Lounsbury [21] presented this maneuver in a humoristic and entertaining video format. The video was a huge success in terms of public acceptance and secured the support of various medical and community associations. Soon after the release of the video the world was witnessing people of all ages, including kindergarten aged children, practicing the maneuver.

The lack of scientific evidence supporting this particular maneuver is a valid argument for most global health agencies to avoid including it in their set of written recommendations, however it is still conditionally included in pictorial recommendations, as seen in CDC campaigns [18].

Whether or not this particular maneuver is based on scientific evidence, the general public accepted it and voluntarily adopted a change in behavior. This can serve as an example for the scientific community to understand how knowledge should be structured, translated, and communicated to get the message across and subtly induce positive behavioral change in the population.

In summary, assessed public health maneuvers, including facemasks, do not fully protect against the millions of smaller cough droplets, as micron size droplets dehydrate rapidly, form nuclei, remain airborne, and penetrate deep in the lung when inhaled, augmenting the risk of infection, of developing disease, and even increasing mortality due to transmitted infection.

Conclusions

Researchers at the Mucophysiology Research Centre, University of Alberta have characterized in an open bench format the cough aerosol and determined the size and, more importantly, the number of droplets expelled when coughing [22]. This achieves a critical step that could contribute to enhancing control of IRD, like influenza A caused by the H1N1 virus.

The results acquired in this study indicate that all CE maneuvers assessed do not block droplets expelled as aerosol when coughing. This aerosol can penetrate profound levels of the respiratory system. Practicing these assessed primary respiratory hygiene/cough etiquette maneuvers would still permit direct, indirect, and/or airborne transmission and spread of IRD, such as influenza and Tuberculosis.

Acquired data suggests that in the case of an individual infected with a highly pathogenic microorganism, infectious cough droplets would still be released to the surrounding environment when covering the mouth/nose with any of the assessed respiratory maneuvers, allowing the probability of infecting susceptible individuals.

Although it remains possible and even logical that transmission is reduced somewhat (some droplets must be captured during those maneuvers), this study was not designed to carry out rigorous measurements of this reduction. Measurement from our study established that all maneuvers, as recommended, are equivalently inadequate at completely blocking cough-droplets, even though we cannot say how much in terms of percentage reduction.
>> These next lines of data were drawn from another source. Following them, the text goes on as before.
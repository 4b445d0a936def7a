use bookshelf_auth::{
    build_router, AppState, InMemoryCredentialRepository, SessionConfig, SessionService,
};
use std::sync::Arc;
use tracing::{error, info};
use tracing_subscriber::{layer::SubscriberExt, util::SubscriberInitExt};

#[tokio::main(flavor = "current_thread")]
async fn main() {
    // Load .env before anything reads the environment
    let _ = dotenvy::dotenv();

    // Initialize tracing
    tracing_subscriber::registry()
        .with(
            tracing_subscriber::EnvFilter::try_from_default_env()
                .unwrap_or_else(|_| "bookshelf_auth=debug,tower_http=debug".into()),
        )
        .with(tracing_subscriber::fmt::layer())
        .init();

    info!("Starting bookshelf auth server");

    let config = SessionConfig::from_env();
    let credential_repository = Arc::new(InMemoryCredentialRepository::new(config.store_timeout));

    let session_service = match SessionService::new(credential_repository, config) {
        Ok(service) => Arc::new(service),
        Err(e) => {
            error!(error = %e, "Invalid session configuration");
            std::process::exit(1);
        }
    };

    let app = build_router(AppState::new(session_service));

    let port = std::env::var("SERVER_PORT").unwrap_or_else(|_| "3000".to_string());
    let listener = match tokio::net::TcpListener::bind(format!("0.0.0.0:{port}")).await {
        Ok(listener) => listener,
        Err(e) => {
            error!(error = %e, port = %port, "Failed to bind listener");
            std::process::exit(1);
        }
    };
    info!("Server running on http://localhost:{}", port);

    if let Err(e) = axum::serve(listener, app).await {
        error!(error = %e, "Server error");
    }
}
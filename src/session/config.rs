use std::time::Duration;

use super::generators::MIN_TOKEN_BYTES;

/// Cookie lifetime and the matching server-side session lifetime (24 hours)
pub const DEFAULT_SESSION_MAX_AGE_SECS: u64 = 60 * 60 * 24;

/// Upper bound on the session lifetime; browsers cap cookie `Max-Age` at 400 days
pub const MAX_SESSION_MAX_AGE_SECS: u64 = 60 * 60 * 24 * 400;

/// Cost parameters for the adaptive password hash
#[derive(Debug, Clone, PartialEq, Eq)]
pub struct HashCost {
    pub memory_kib: u32,
    pub iterations: u32,
    pub parallelism: u32,
}

impl Default for HashCost {
    fn default() -> Self {
        // argon2id defaults recommended by OWASP (19 MiB, t=2, p=1)
        Self {
            memory_kib: 19 * 1024,
            iterations: 2,
            parallelism: 1,
        }
    }
}

/// Runtime configuration for the credential/session subsystem
#[derive(Debug, Clone)]
pub struct SessionConfig {
    pub session_max_age: Duration,
    pub token_bytes: usize,
    pub cookie_domain: Option<String>,
    pub cookie_secure: bool,
    pub hash_cost: HashCost,
    pub store_timeout: Duration,
}

impl SessionConfig {
    /// Reads configuration from the environment, falling back to defaults
    pub fn from_env() -> Self {
        let defaults = Self::default();

        let session_max_age = env_parse("SESSION_MAX_AGE_SECS")
            .map(clamp_session_max_age)
            .unwrap_or(defaults.session_max_age);

        // Never hand out tokens shorter than 256 bits, whatever the environment says
        let token_bytes = env_parse::<usize>("SESSION_TOKEN_BYTES")
            .unwrap_or(defaults.token_bytes)
            .max(MIN_TOKEN_BYTES);

        let cookie_domain = std::env::var("COOKIE_DOMAIN")
            .ok()
            .filter(|domain| !domain.trim().is_empty());

        let hash_cost = HashCost {
            memory_kib: env_parse("PASSWORD_HASH_MEMORY_KIB")
                .unwrap_or(defaults.hash_cost.memory_kib),
            iterations: env_parse("PASSWORD_HASH_ITERATIONS")
                .unwrap_or(defaults.hash_cost.iterations),
            parallelism: env_parse("PASSWORD_HASH_PARALLELISM")
                .unwrap_or(defaults.hash_cost.parallelism),
        };

        Self {
            session_max_age,
            token_bytes,
            cookie_domain,
            cookie_secure: env_parse("COOKIE_SECURE").unwrap_or(defaults.cookie_secure),
            hash_cost,
            store_timeout: env_parse("STORE_TIMEOUT_MS")
                .map(Duration::from_millis)
                .unwrap_or(defaults.store_timeout),
        }
    }

    /// Cheap hashing parameters so tests don't spend seconds in argon2
    pub fn for_tests() -> Self {
        Self {
            hash_cost: HashCost {
                memory_kib: 1024,
                iterations: 1,
                parallelism: 1,
            },
            ..Self::default()
        }
    }
}

impl Default for SessionConfig {
    fn default() -> Self {
        Self {
            session_max_age: Duration::from_secs(DEFAULT_SESSION_MAX_AGE_SECS),
            token_bytes: MIN_TOKEN_BYTES,
            cookie_domain: None,
            cookie_secure: false,
            hash_cost: HashCost::default(),
            store_timeout: Duration::from_millis(2000),
        }
    }
}

fn clamp_session_max_age(secs: u64) -> Duration {
    Duration::from_secs(secs.min(MAX_SESSION_MAX_AGE_SECS))
}

fn env_parse<T: std::str::FromStr>(key: &str) -> Option<T> {
    std::env::var(key).ok().and_then(|value| value.trim().parse().ok())
}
Furthermore, our results coincide with the assertion previously stated by researchers and global public health authorities, confirming that the assessed non-pharmacological interventions used during and after the two recent waves of the pandemic caused by the influenza A H1N1 virus were based on a very fragile scientific base.

To control the epidemic spread of airborne diseases, the path from the infected person (transmissor) to a non-infected person (recipient) must be effectively interrupted. This study presents us with a serious challenge: the need to search for new procedures that effectively block cough bioaerosol to interrupt the chain of transmission and spread of IRD.

Achieving such a challenge would optimize the protection of first responders, paramedics, nurses, and doctors working in triage sites, emergency rooms, intensive care units, and the general public.

Therefore we all must strive to design highly effective maneuvers and/or devices to block cough droplets of all sizes from dispersing into the surrounding environment, enhancing the control of transmission of IRD and optimizing protection of all members of our society. We must also strive to understand how knowledge should be structured, translated, and communicated to get the message across and subtly induce positive behavioral change in the population.